9 octobre 2018
(Crédit : Loomingu Raamatukogu)
Doris Lessing compte parmi les plus grands écrivains du vingtième siècle et a reçu le Prix Nobel de littérature en 2007. Dans son communiqué officiel, l’Académie de Stockholm l’a décrite comme « la conteuse épique de l’expérience féminine, qui, avec scepticisme, ardeur et une force visionnaire, scrute une civilisation divisée ». Dans tous ses romans, brillants et passionnés, Doris Lessing porte en effet un regard aigu sur la vie des femmes. Dans Le Carnet d’or, qui demeure son œuvre phare, la jeune romancière Anna Wulf, hantée par le syndrome de la page blanche, a le sentiment que sa vie s’effondre et note ses expériences dans des carnets de couleur. Dans ce puissant portrait d’une femme en quête de sa propre identité, personnelle et politique, Doris Lessing parvient à exprimer le rapport entre les sexes, l’aspiration des femmes à la liberté et à l’indépendance. Elle a ainsi marqué toute une génération de femmes, devenant malgré elle une porte-parole du féminisme des années 1960 et 1970, et sa lecture aujourd’hui reste bouleversante et incroyablement moderne. Dans cet extrait, Anna décrit avec une émotion à fleur de peau « l’état de jeunesse », les « brusques attirances » qui nous poussent vers les autres, la valse des désirs.

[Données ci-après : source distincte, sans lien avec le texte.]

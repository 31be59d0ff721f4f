//! The unit of work a proposal is evaluated in.

use std::collections::HashMap;
use std::sync::Arc;

use chrono::{DateTime, Utc};
use marigold_config::OrchestrationSettings;
use marigold_schemas::{Run, State, StateType};
use marigold_store::Store;
use tracing::debug;

use crate::outcome::Status;

/// Side-channel values rules may read and write during a transition.
pub type Parameters = HashMap<String, serde_json::Value>;

/// Carries one proposed transition through the rule pipeline.
///
/// Rules read the run and the states, and may rewrite the proposal through
/// [`reject_transition`](Self::reject_transition), hold it back with
/// [`delay_transition`](Self::delay_transition), or refuse it with
/// [`abort_transition`](Self::abort_transition). Changes a rule makes to
/// `run` are persisted together with the validated state.
pub struct OrchestrationContext {
  pub run: Run,
  pub initial_state: Option<State>,
  pub proposed_state: State,
  /// Set once the proposal has been committed.
  pub validated_state: Option<State>,
  pub parameters: Parameters,
  pub force: bool,
  pub now: DateTime<Utc>,
  store: Arc<dyn Store>,
  settings: Arc<OrchestrationSettings>,
  status: Status,
  reason: Option<String>,
  delay_seconds: u64,
  rejections_in_hook: u32,
}

impl OrchestrationContext {
  pub fn new(
    run: Run,
    proposed_state: State,
    force: bool,
    parameters: Parameters,
    store: Arc<dyn Store>,
    settings: Arc<OrchestrationSettings>,
  ) -> Self {
    Self {
      initial_state: run.state.clone(),
      run,
      proposed_state,
      validated_state: None,
      parameters,
      force,
      now: Utc::now(),
      store,
      settings,
      status: Status::Accept,
      reason: None,
      delay_seconds: 0,
      rejections_in_hook: 0,
    }
  }

  pub fn store(&self) -> &dyn Store {
    self.store.as_ref()
  }

  pub fn settings(&self) -> &OrchestrationSettings {
    &self.settings
  }

  pub fn initial_type(&self) -> Option<StateType> {
    self.initial_state.as_ref().map(|s| s.state_type)
  }

  pub fn proposed_type(&self) -> StateType {
    self.proposed_state.state_type
  }

  pub fn validated_type(&self) -> Option<StateType> {
    self.validated_state.as_ref().map(|s| s.state_type)
  }

  pub fn status(&self) -> Status {
    self.status
  }

  pub fn reason(&self) -> Option<&str> {
    self.reason.as_deref()
  }

  pub fn delay_seconds(&self) -> u64 {
    self.delay_seconds
  }

  /// True once a WAIT or ABORT has ended the before pass.
  pub fn is_short_circuited(&self) -> bool {
    matches!(self.status, Status::Abort | Status::Wait)
  }

  /// Substitute `state` for the proposal; it is validated in its place.
  ///
  /// A rule may rewrite a proposal once per hook. A second rewrite from the
  /// same hook aborts the transition instead.
  pub fn reject_transition(&mut self, state: State, reason: impl Into<String>) {
    let reason = reason.into();
    if self.is_short_circuited() {
      return;
    }
    if self.rejections_in_hook > 0 {
      self.abort_transition(format!(
        "A rule rejected its own rejection and was aborted: {}",
        reason
      ));
      return;
    }
    debug!(
      run_id = %self.run.id,
      from = %self.proposed_state.state_type,
      to = %state.state_type,
      reason = %reason,
      "proposal_rejected"
    );
    self.rejections_in_hook += 1;
    self.proposed_state = state;
    self.status = Status::Reject;
    self.reason = Some(reason);
  }

  /// Hold the proposal back; the caller should propose again later.
  pub fn delay_transition(&mut self, seconds: u64, reason: impl Into<String>) {
    if self.is_short_circuited() {
      return;
    }
    self.status = Status::Wait;
    self.delay_seconds = seconds;
    self.reason = Some(reason.into());
  }

  /// Refuse the proposal. The run's state is left unchanged.
  pub fn abort_transition(&mut self, reason: impl Into<String>) {
    if self.status == Status::Abort {
      return;
    }
    self.status = Status::Abort;
    self.delay_seconds = 0;
    self.reason = Some(reason.into());
  }

  pub(crate) fn begin_hook(&mut self) {
    self.rejections_in_hook = 0;
  }

  /// Make the current proposal the run's state.
  pub(crate) fn validate_proposed_state(&mut self) {
    let state = self.proposed_state.clone();
    self.run.set_state(state.clone());
    self.validated_state = Some(state);
  }
}
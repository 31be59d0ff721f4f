use uuid::Uuid;

#[derive(Debug, thiserror::Error)]
pub enum InfrastructureError {
  #[error("failed to prepare job: {0}")]
  Prepare(String),

  #[error("failed to launch job: {0}")]
  Launch(String),

  #[error("failed to kill job: {0}")]
  Kill(String),

  #[error("io error: {0}")]
  Io(#[from] std::io::Error),
}

#[derive(Debug, thiserror::Error)]
pub enum ClientError {
  #[error("run not found: {0}")]
  RunNotFound(Uuid),

  #[error("orchestration error: {0}")]
  Orchestration(#[from] marigold_orchestration::OrchestrationError),

  #[error("work queue error: {0}")]
  WorkQueue(#[from] marigold_work_queues::WorkQueueError),

  #[error("store error: {0}")]
  Store(#[from] marigold_store::Error),
}

#[derive(Debug, thiserror::Error)]
pub enum WorkerError {
  #[error("client error: {0}")]
  Client(#[from] ClientError),

  #[error("infrastructure error: {0}")]
  Infrastructure(#[from] InfrastructureError),
}
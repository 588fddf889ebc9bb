//! Signal primitives for phoneme-driven source-filter speech synthesis.
//!
//! *NOTE*: This is _not_ a text-to-speech engine.
//! It only provides the building blocks one phoneme voice is made of:
//! band-limited oscillators, band-pass formant filters and scheduled
//! parameter automation (envelopes and frequency ramps).
//!
//! ## `no_std`
//!
//! This library is `no_std` compatible when built with the `libm` feature.
//! `alloc` is required.

#![cfg_attr(not(feature = "std"), no_std)]
#![deny(
    clippy::all,
    clippy::cargo,
    clippy::pedantic,
    unsafe_code,
    rustdoc::all
)]
// fine for us since loss of precision/sign is not that important,
// as long as it's the same every time.
#![allow(
    clippy::cast_precision_loss,
    clippy::cast_possible_truncation,
    clippy::cast_sign_loss
)]

#[cfg(all(feature = "std", feature = "libm"))]
compile_error!("Features \"std\" and \"libm\" are mutually exclusive.");

#[cfg(not(any(feature = "std", feature = "libm")))]
compile_error!("Must specify a math feature: either \"std\" or \"libm\".");

extern crate alloc;

mod traits;
pub use traits::BasicFilter;
mod envelope;
pub use envelope::{Automation, Breakpoint, Segment};
mod filter;
pub use filter::{BandPass, FORMANT_COUNT, FormantCascade};
mod math;
mod noise;
pub use noise::{WhiteNoise, white_noise};
mod oscillator;
pub use oscillator::{Oscillator, Waveform};
pub mod poly_real;

#[cfg(test)]
mod lib_tests;
use crate::{
    math::{cos, sin},
    poly_real::{magnitude_response, multiply_fractions},
    traits::BasicFilter,
};
use alloc::{vec, vec::Vec};
use core::f64::consts::PI;

/// Number of formant filters a phoneme voice runs its source through.
pub const FORMANT_COUNT: usize = 3;

/// Lowest centre frequency a band-pass filter accepts, in Hz.
const MIN_CENTRE: f64 = 20.0;
/// Highest centre frequency a band-pass filter accepts, as a fraction of the sample rate.
const MAX_CENTRE_RATIO: f64 = 0.45;

/// A second order band-pass filter (constant 0 dB peak gain).
///
/// This is the same recursive structure as a formant resonator, with a zero
/// at DC and at Nyquist so the filter only passes the band around its centre.
#[derive(Clone, Debug)]
pub struct BandPass {
    sample_rate: usize,
    /// feed-forward coefficient for x[n], normalised by a0
    b0: f64,
    /// feed-forward coefficient for x[n-2], normalised by a0
    b2: f64,
    /// feedback coefficient for y[n-1], normalised by a0
    a1: f64,
    /// feedback coefficient for y[n-2], normalised by a0
    a2: f64,
    /// x[n-1]
    x1: f64,
    /// x[n-2]
    x2: f64,
    /// y[n-1], last output value
    y1: f64,
    /// y[n-2], second-last output value
    y2: f64,
    centre: f64,
    passthrough: bool,
}

impl BandPass {
    /// Creates a filter that passes its input unchanged until [`BandPass::set`] is called.
    #[must_use]
    pub fn new(sample_rate: usize) -> Self {
        BandPass {
            sample_rate,
            b0: 0.0,
            b2: 0.0,
            a1: 0.0,
            a2: 0.0,
            x1: 0.0,
            x2: 0.0,
            y1: 0.0,
            y2: 0.0,
            centre: 0.0,
            passthrough: true,
        }
    }

    /// Adjusts the filter parameters without resetting the inner state.
    /// The centre frequency is clamped to `20 Hz ..= 0.45 * sample_rate`.
    ///
    /// ### params
    /// ```text
    /// f = Centre frequency in Hz.
    /// q = Quality factor; higher is narrower.
    /// ```
    ///
    /// # Errors
    ///
    /// Fails for a non-finite frequency or a non-positive or non-finite `q`.
    pub fn set(&mut self, f: f64, q: f64) -> Result<(), &'static str> {
        if !f.is_finite() || !q.is_finite() || q <= 0.0 || self.sample_rate == 0 {
            return Err("Invalid band-pass parameters.");
        }
        let sample_rate = self.sample_rate as f64;
        let f = f.clamp(MIN_CENTRE, sample_rate * MAX_CENTRE_RATIO);
        let w = 2.0 * PI * f / sample_rate;
        let alpha = sin(w) / (2.0 * q);
        let a0 = 1.0 + alpha;
        self.b0 = alpha / a0;
        self.b2 = -alpha / a0;
        self.a1 = -2.0 * cos(w) / a0;
        self.a2 = (1.0 - alpha) / a0;
        self.centre = f;
        self.passthrough = false;
        Ok(())
    }

    /// The centre frequency after clamping, or 0 while the filter is not set.
    #[must_use]
    pub fn centre(&self) -> f64 {
        self.centre
    }
}

impl BasicFilter for BandPass {
    fn transfer_function_coefficients(&self) -> Vec<Vec<f64>> {
        if self.passthrough {
            return vec![vec![1.0], vec![1.0]];
        }
        vec![vec![self.b0, 0.0, self.b2], vec![1.0, self.a1, self.a2]]
    }

    fn step(&mut self, x: f64) -> f64 {
        if self.passthrough {
            return x;
        }
        let y = self.b0 * x + self.b2 * self.x2 - self.a1 * self.y1 - self.a2 * self.y2;
        self.x2 = self.x1;
        self.x1 = x;
        self.y2 = self.y1;
        self.y1 = y;
        y
    }
}

/// Three band-pass filters in series, lowest formant first.
#[derive(Clone, Debug)]
pub struct FormantCascade {
    sample_rate: usize,
    filters: [BandPass; FORMANT_COUNT],
}

impl FormantCascade {
    #[must_use]
    pub fn new(sample_rate: usize) -> Self {
        FormantCascade {
            sample_rate,
            filters: core::array::from_fn(|_| BandPass::new(sample_rate)),
        }
    }

    /// Sets every stage. `centres[i]` is paired with `qs[i]`.
    ///
    /// # Errors
    ///
    /// Fails if any stage rejects its parameters; stages set before the failure keep their
    /// new values.
    pub fn set(
        &mut self,
        centres: [f64; FORMANT_COUNT],
        qs: [f64; FORMANT_COUNT],
    ) -> Result<(), &'static str> {
        for ((filter, f), q) in self.filters.iter_mut().zip(centres).zip(qs) {
            filter.set(f, q)?;
        }
        Ok(())
    }

    #[must_use]
    pub fn filters(&self) -> &[BandPass; FORMANT_COUNT] {
        &self.filters
    }

    /// Returns the transfer function of the whole cascade as a `[numerator, denominator]` fraction.
    ///
    /// # Errors
    ///
    /// Propagates polynomial arithmetic failures.
    pub fn transfer_function(&self) -> Result<Vec<Vec<f64>>, &'static str> {
        let mut fraction = vec![vec![1.0], vec![1.0]];
        for filter in &self.filters {
            fraction =
                multiply_fractions(&fraction, &filter.transfer_function_coefficients(), None)?;
        }
        Ok(fraction)
    }

    /// Largest magnitude response of the cascade, measured at each stage's centre frequency.
    ///
    /// # Errors
    ///
    /// Fails if the cascade has a pole on the unit circle.
    pub fn peak_gain(&self) -> Result<f64, &'static str> {
        let fraction = self.transfer_function()?;
        let sample_rate = self.sample_rate as f64;
        let mut peak = 0.0_f64;
        for filter in &self.filters {
            let f = if filter.centre() > 0.0 {
                filter.centre()
            } else {
                1000.0_f64.min(sample_rate / 4.0)
            };
            let w = 2.0 * PI * f / sample_rate;
            peak = peak.max(magnitude_response(&fraction, w)?);
        }
        Ok(peak)
    }
}

impl BasicFilter for FormantCascade {
    fn transfer_function_coefficients(&self) -> Vec<Vec<f64>> {
        self.transfer_function()
            .unwrap_or_else(|_| vec![vec![0.0], vec![1.0]])
    }

    fn step(&mut self, x: f64) -> f64 {
        self.filters.iter_mut().fold(x, |acc, filter| filter.step(acc))
    }
}

#[cfg(test)]
mod tests {
    use super::*;

    #[test]
    fn unset_filter_passes_input() {
        let mut bp = BandPass::new(44_100);
        assert_eq!(bp.step(0.25), 0.25);
        assert_eq!(bp.transfer_function_coefficients(), vec![vec![1.0], vec![1.0]]);
    }

    #[test]
    fn rejects_bad_q() {
        let mut bp = BandPass::new(44_100);
        assert!(bp.set(500.0, 0.0).is_err());
        assert!(bp.set(f64::NAN, 4.0).is_err());
    }

    #[test]
    fn centre_is_clamped_below_nyquist() {
        let mut bp = BandPass::new(8_000);
        bp.set(7_000.0, 4.0).unwrap();
        assert!((bp.centre() - 3_600.0).abs() < 1e-9);
        bp.set(1.0, 4.0).unwrap();
        assert!((bp.centre() - 20.0).abs() < 1e-9);
    }

    #[test]
    fn unit_gain_at_centre() {
        let mut bp = BandPass::new(44_100);
        bp.set(1_000.0, 8.0).unwrap();
        let w = 2.0 * PI * 1_000.0 / 44_100.0;
        let g = magnitude_response(&bp.transfer_function_coefficients(), w).unwrap();
        assert!((g - 1.0).abs() < 1e-9, "{g}");
    }

    #[test]
    fn cascade_peak_gain_below_unity() {
        let mut cascade = FormantCascade::new(44_100);
        cascade
            .set([500.0, 1_500.0, 2_500.0], [8.0, 6.0, 4.0])
            .unwrap();
        let peak = cascade.peak_gain().unwrap();
        assert!(peak > 0.0 && peak < 1.0, "{peak}");
        assert_eq!(cascade.transfer_function().unwrap()[1].len(), 7);
    }
}
use super::{PhonemeClass, Row, row};

pub(super) static TABLE: &[Row] = &[
    row("AE", 100.0, [660.0, 1720.0, 2410.0], 120.0, true, 0.8),
    row("AA", 100.0, [730.0, 1090.0, 2440.0], 120.0, true, 0.8),
    row("AH", 100.0, [640.0, 1190.0, 2390.0], 100.0, true, 0.7),
    row("AO", 100.0, [570.0, 840.0, 2410.0], 120.0, true, 0.8),
    row("AW", 100.0, [730.0, 1090.0, 2440.0], 150.0, true, 0.8),
    row("AY", 100.0, [730.0, 1090.0, 2440.0], 150.0, true, 0.8),
    row("EH", 100.0, [530.0, 1840.0, 2480.0], 100.0, true, 0.7),
    row("ER", 100.0, [490.0, 1350.0, 1690.0], 120.0, true, 0.7),
    row("EY", 100.0, [530.0, 1840.0, 2480.0], 150.0, true, 0.8),
    row("IH", 120.0, [390.0, 1990.0, 2550.0], 80.0, true, 0.6),
    row("IY", 120.0, [270.0, 2290.0, 3010.0], 120.0, true, 0.8),
    row("OW", 100.0, [570.0, 840.0, 2410.0], 150.0, true, 0.8),
    row("OY", 100.0, [570.0, 840.0, 2410.0], 150.0, true, 0.8),
    row("UH", 100.0, [440.0, 1020.0, 2240.0], 80.0, true, 0.6),
    row("UW", 100.0, [300.0, 870.0, 2240.0], 120.0, true, 0.8),
    row("B", 80.0, [300.0, 870.0, 2240.0], 60.0, true, 0.5),
    row("CH", 3000.0, [200.0, 1600.0, 2600.0], 100.0, false, 0.4),
    row("D", 150.0, [300.0, 1700.0, 2600.0], 60.0, true, 0.5),
    row("DH", 200.0, [300.0, 1400.0, 2600.0], 80.0, true, 0.3),
    row("F", 6000.0, [1400.0, 2300.0, 2900.0], 100.0, false, 0.3),
    row("G", 120.0, [300.0, 1500.0, 2500.0], 60.0, true, 0.5),
    row("HH", 2000.0, [500.0, 1500.0, 2500.0], 80.0, false, 0.2),
    row("JH", 150.0, [300.0, 1600.0, 2600.0], 100.0, true, 0.5),
    row("K", 2500.0, [300.0, 1500.0, 2500.0], 80.0, false, 0.4),
    row("L", 150.0, [360.0, 750.0, 2400.0], 100.0, true, 0.6),
    row("M", 120.0, [280.0, 900.0, 2200.0], 100.0, true, 0.6),
    row("N", 150.0, [280.0, 1700.0, 2600.0], 80.0, true, 0.6),
    row("NG", 120.0, [280.0, 1300.0, 2200.0], 100.0, true, 0.6),
    row("P", 2000.0, [300.0, 870.0, 2240.0], 80.0, false, 0.4),
    row("R", 120.0, [490.0, 1350.0, 1690.0], 100.0, true, 0.6),
    row("S", 7000.0, [1400.0, 2300.0, 2900.0], 100.0, false, 0.3),
    row("SH", 4000.0, [1800.0, 2300.0, 2800.0], 100.0, false, 0.3),
    row("T", 3000.0, [300.0, 1700.0, 2600.0], 60.0, false, 0.4),
    row("TH", 6000.0, [1400.0, 2300.0, 2900.0], 100.0, false, 0.3),
    row("V", 150.0, [1400.0, 2300.0, 2900.0], 80.0, true, 0.4),
    row("W", 100.0, [300.0, 610.0, 2200.0], 100.0, true, 0.6),
    row("Y", 120.0, [270.0, 2290.0, 3010.0], 80.0, true, 0.6),
    row("Z", 150.0, [1400.0, 2300.0, 2900.0], 100.0, true, 0.4),
    row("ZH", 150.0, [1800.0, 2300.0, 2800.0], 100.0, true, 0.4),
];

pub(super) fn class_of(symbol: &str) -> PhonemeClass {
    match symbol {
        "AA" | "AE" | "AH" | "AO" | "AW" | "AY" | "EH" | "ER" | "EY" | "IH" | "IY" | "OW" | "OY"
        | "UH" | "UW" => PhonemeClass::Vowel,
        "F" | "V" | "TH" | "DH" | "S" | "Z" | "SH" | "ZH" | "HH" => PhonemeClass::Fricative,
        "P" | "B" | "T" | "D" | "K" | "G" => PhonemeClass::Stop,
        "CH" | "JH" => PhonemeClass::Affricate,
        "M" | "N" | "NG" => PhonemeClass::Nasal,
        "L" | "R" => PhonemeClass::Liquid,
        "W" | "Y" => PhonemeClass::Glide,
        _ => PhonemeClass::Unknown,
    }
}

/// Pitch and formant ratios that place a vowel on the front/back, high/low chart.
pub(super) fn vowel_adjustment(symbol: &str) -> Option<(f64, f64)> {
    Some(match symbol {
        "IY" => (1.15, 1.1),
        "IH" => (1.08, 1.05),
        "EH" => (1.05, 1.0),
        "AE" => (1.02, 0.95),
        "AA" => (0.85, 0.9),
        "AO" => (0.9, 0.92),
        "UH" => (0.8, 0.85),
        "UW" => (0.75, 0.8),
        "ER" => (0.95, 0.88),
        "AH" => (0.98, 0.95),
        _ => return None,
    })
}

pub(super) fn is_sibilant(symbol: &str) -> bool {
    matches!(symbol, "S" | "Z")
}
#[cfg(test)]
mod tests {
    use super::*;
    use crate::{
        lexicon::Lexicon,
        voice::{RuntimeModifiers, VoiceProfile},
    };
    use rand::{SeedableRng, rngs::SmallRng};

    fn timeline(text: &str, speed: f64, model: DurationModel) -> Timeline {
        let utterance = Lexicon::new().analyze(text);
        let modifiers = RuntimeModifiers {
            speed,
            ..RuntimeModifiers::default()
        };
        let params = EffectiveParams::new(&VoiceProfile::default(), &modifiers);
        Timeline::build(&utterance, &AcousticModel::new(), &params, model, 0.1)
    }

    #[test]
    fn events_are_back_to_back() {
        let t = timeline("hello world", 1.0, DurationModel::Uniform);
        assert_eq!(t.events.len(), 10);
        assert_eq!(t.events[0].start, 0.1);
        for pair in t.events.windows(2) {
            assert!((pair[1].start - pair[0].end()).abs() < 1e-12);
        }
        let phoneme = 1.0 / 4.75;
        assert!((t.events[0].duration - phoneme).abs() < 1e-12);
        assert!(t.events[4].is_pause());
        assert!((t.events[4].duration - 0.3 * phoneme).abs() < 1e-12);
        assert!((t.duration() - (8.0 + 0.6) * phoneme).abs() < 1e-9);
        assert_eq!(t.sounding().count(), 8);
        assert_eq!(t.unsupported, 0);
    }

    #[test]
    fn double_speed_halves_duration() {
        let slow = timeline("the quick brown fox", 1.0, DurationModel::Uniform);
        let fast = timeline("the quick brown fox", 2.0, DurationModel::Uniform);
        assert!((slow.duration() - 2.0 * fast.duration()).abs() < 1e-9);
    }

    #[test]
    fn per_symbol_durations_follow_table() {
        let t = timeline("so", 1.0, DurationModel::PerSymbol);
        // S is 100 ms, OW 150 ms at the reference rate
        assert!((t.events[0].duration - 0.1).abs() < 1e-12);
        assert!((t.events[1].duration - 0.15).abs() < 1e-12);
    }

    #[test]
    fn pauses_do_not_realize() {
        let t = timeline("a", 1.0, DurationModel::Uniform);
        let mut rng = SmallRng::seed_from_u64(1);
        assert!(realize(&t.events[1], &t.params, &mut rng).unwrap().is_none());
        assert_eq!(t.realize_all(&mut rng).unwrap().len(), 1);
    }

    #[test]
    fn graph_shape() {
        let t = timeline("see", 1.0, DurationModel::Uniform);
        let mut rng = SmallRng::seed_from_u64(3);
        let graph = realize(&t.events[1], &t.params, &mut rng).unwrap().unwrap();
        assert_eq!(graph.oscillator.waveform, Waveform::Sawtooth);
        assert_eq!(graph.filters.map(|f| f.q), FORMANT_Q);
        let jitter_bound = 0.5 * t.params.jitter * t.params.base_pitch;
        assert!((graph.oscillator.end_hz - graph.oscillator.start_hz).abs() <= jitter_bound);
        assert_eq!(graph.envelope.value_at(graph.start), 0.0);
        assert!(graph.envelope.peak() <= MAX_PEAK * (1.0 + 0.5 * t.params.shimmer));
        let end = graph.envelope.value_at(graph.end());
        assert!((end - FLOOR).abs() < 1e-12);
        assert_eq!(graph.transfer_function(44_100).unwrap().len(), 2);
    }

    #[test]
    fn short_events_scale_the_envelope() {
        let (a, d, r) = envelope_times(true, 0.0625);
        assert!((a + d + r - 0.0625).abs() < 1e-12);
        assert!(a < d && d < r);
        assert_eq!(
            envelope_times(false, 1.0),
            (ATTACK_UNVOICED, DECAY, RELEASE_UNVOICED)
        );
    }

    #[test]
    fn foreign_symbols_fall_back_to_the_neutral_profile() {
        // English symbols read against the Hindi tables
        let utterance = Utterance {
            language: Language::Hindi,
            symbols: Lexicon::new().resolve("hello"),
        };
        let params = EffectiveParams::new(&VoiceProfile::default(), &RuntimeModifiers::default());
        let t = Timeline::build(
            &utterance,
            &AcousticModel::new(),
            &params,
            DurationModel::Uniform,
            0.0,
        );
        assert_eq!(t.events.len(), 5);
        assert_eq!(t.unsupported, 4);
        let graphs = t.realize_all(&mut SmallRng::seed_from_u64(11)).unwrap();
        assert_eq!(graphs.len(), 4);
        for graph in &graphs {
            assert_eq!(graph.oscillator.waveform, Waveform::Sine);
            assert!(graph.envelope.peak() > 0.0);
        }
    }

    #[test]
    fn negative_start_is_rejected() {
        let mut t = timeline("ma", 1.0, DurationModel::Uniform);
        t.events[0].start = -1.0;
        let mut rng = SmallRng::seed_from_u64(1);
        assert!(realize(&t.events[0], &t.params, &mut rng).is_err());
        assert!(t.realize_all(&mut rng).is_err());
    }

    #[test]
    fn seeded_realization_is_repeatable() {
        let t = timeline("hello world", 1.0, DurationModel::Uniform);
        let a = t.realize_all(&mut SmallRng::seed_from_u64(9)).unwrap();
        let b = t.realize_all(&mut SmallRng::seed_from_u64(9)).unwrap();
        assert_eq!(a, b);
    }

    #[test]
    fn voice_renders_inside_its_frames() {
        let t = timeline("ma", 1.0, DurationModel::Uniform);
        let graph = t
            .realize_all(&mut SmallRng::seed_from_u64(5))
            .unwrap()
            .remove(0);
        let mut voice = graph.instantiate(8_000, 1.0).unwrap();
        assert_eq!(voice.start_frame(), 800);
        let mut out = vec![0.0; 4_000];
        voice.mix_into(0, &mut out);
        assert!(voice.is_finished());
        assert!(out[..800].iter().all(|s| *s == 0.0));
        assert!(out[800..voice.end_frame() as usize].iter().any(|s| *s != 0.0));
        assert!(out.iter().all(|s| s.abs() <= 1.0));
    }
}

Doris Lessing, Le Carnet d’or (1962), Éditions Albin Michel pour la traduction française (1976, 2016).
Nous nous dirigeâmes vers la grande salle dans la lumière chaude du soleil, qui faisait émaner de la poussière une odeur persistante. Son bras m’enveloppait à nouveau, et le plaisir que j’en éprouvais n’avait plus rien à voir avec le fait que Willi puisse nous observer. Je me rappelle la sensation de la délicate pression de sa main au creux de mes reins, et je me rappelle avoir songé que, vivant en groupe comme nous le faisions, ces brusques attirances pouvaient surgir et s’estomper en un instant, laissant derrière elles une tendresse, une curiosité insatisfaite, et un sentiment de perte légèrement douloureux, mais pas déplaisant ; et je pensai que c’était peut-être toute cette peine tendre des possibilités irréalisées qui nous liait. Sous un grand jacaranda qui poussait à côté de la grande salle et qui nous ôtait à la vue de Willi, Paul me fit pivoter vers lui et me sourit, et la tendre souffrance me transperça de part en part. « Anna, dit-il d’une voix chantante, Anna, belle Anna, absurde Anna, folle Anna qui nous console dans ce désert sauvage, Anna avec ses yeux noirs amusés et bienveillants ». Nous souriions l’un vers l’autre, tandis que le soleil nous frappait violemment de ses aiguilles d’or pointues à travers l’épaisse dentelle verte de l’arbre. Ce qu’il venait de dire me fut une révélation – car j’étais constamment embarrassée, insatisfaite, tourmentée par mon imperfection, conduite par défaut vers toutes sortes d’avenirs impossibles, et l’expression par laquelle il m’avait décrite, avec « mes yeux noirs amusés et bienveillants », se situait donc à cent mille lieues de moi. Je ne crois pas qu’à cette époque j’avais vraiment vu les autres, si ce n’est comme prolongement de mes besoins. C’est seulement maintenant, avec le recul, que je comprends ; mais à cette époque-là je vivais dans une brume illuminée, changeant et oscillant au gré de mes désirs. Évidemment, ce n’est là que la description de l’état de jeunesse. Mais de nous tous, seul Paul avait des « yeux amusés ». Et tandis que nous pénétrions dans la grande salle en nous tenant par la main, je le regardais et me demandais s’il était possible que ce garçon, si maître de lui-même, souffrît de désespoir et de tourments semblables aux miens ; et s’il était vrai que j’eusse comme lui des « yeux amusés » – qu’est-ce que cela pouvait bien vouloir dire ?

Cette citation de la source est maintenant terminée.